Erweitert man die Menge der rationalen Zahlen um die irrationalen, so erhält man eine neue Menge $\mathbb{R}$, die reellen Zahlen (am einfachsten definiert als alle Zahlen, die quadriert eine positive Zahl oder Null ergeben). Damit haben wir eine weitere Klasse von Zahlen entwickelt, die sich auf wundersame Weise zwischen die dicht auf der Zahlengeraden liegenden rationalen Zahlen drängt.
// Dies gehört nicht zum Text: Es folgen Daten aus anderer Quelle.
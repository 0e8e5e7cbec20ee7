//! Scraper pipeline use case
//!
//! Walks every configured category, paginating with `?p=N` until a page
//! yields no product cards, the page cap is reached, or the transport
//! fails. Failures end the current category only; records collected so
//! far are kept and the run moves on to the next category.

use std::sync::Arc;
use std::time::Duration;

use tokio::time::sleep;
use tracing::{error, info};

use crate::domain::normalize::SkuAllocator;
use crate::domain::product::ProductRecord;
use crate::domain::services::PageFetcher;
use crate::infrastructure::config::{ScrapingConfig, storefront};
use crate::infrastructure::listing_parser::{ListingParser, category_from_url};

pub struct ScrapeFlow {
    fetcher: Arc<dyn PageFetcher>,
    parser: ListingParser,
    config: ScrapingConfig,
}

impl ScrapeFlow {
    pub fn new(fetcher: Arc<dyn PageFetcher>, parser: ListingParser, config: ScrapingConfig) -> Self {
        Self {
            fetcher,
            parser,
            config,
        }
    }

    /// Harvest every configured category and return all extracted records.
    pub async fn run(&self) -> Vec<ProductRecord> {
        let category_count = self.config.category_urls.len();
        info!("🚀 Starting scrape of {category_count} categories");

        let mut collected = Vec::new();
        for (index, category_url) in self.config.category_urls.iter().enumerate() {
            let records = self.harvest_category(category_url).await;
            collected.extend(records);

            if index + 1 < category_count {
                sleep(Duration::from_millis(self.config.category_delay_ms)).await;
            }
        }

        info!(
            "✅ Scraping finished: {} products across {category_count} categories",
            collected.len()
        );
        collected
    }

    /// Paginate one category. Synthetic SKU numbering restarts here, so
    /// collision handling stays local to the category being walked.
    async fn harvest_category(&self, category_url: &str) -> Vec<ProductRecord> {
        let category = category_from_url(category_url);
        info!("Scraping category: {category} ({category_url})");

        let mut skus = SkuAllocator::new();
        let mut records = Vec::new();

        for page in 1..=self.config.page_limit {
            let url = storefront::page_url(category_url, page);
            let body = match self.fetcher.fetch_page(&url).await {
                Ok(body) => body,
                Err(e) => {
                    error!("❌ Error fetching {url}: {e:#}");
                    break;
                }
            };

            let page_records = self.parser.parse_listing(&body, &category, &mut skus);
            if page_records.is_empty() {
                info!("No products found on page {page}. Moving to next category.");
                break;
            }

            info!("Page {page}: collected {} products", page_records.len());
            records.extend(page_records);

            if page < self.config.page_limit {
                sleep(Duration::from_millis(self.config.page_delay_ms)).await;
            }
        }

        info!("✅ Category {category} complete: {} products", records.len());
        records
    }
}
Die reellen Zahlen enthalten nun auch Wurzeln ganzer Zahlen und solch interessante Zahlen wie $ \pi $ oder die Euler-Zahl.

Wieder hat man das Gefühl, dass der Zahlenzoo damit vollständig ist - Teil 2 des Ausflugs ins Zahlenwunderland wird zeigen, dass dem nicht so ist. Interessanterweise spielt auch dort wieder die Quadratwurzel eine wichtige Rolle.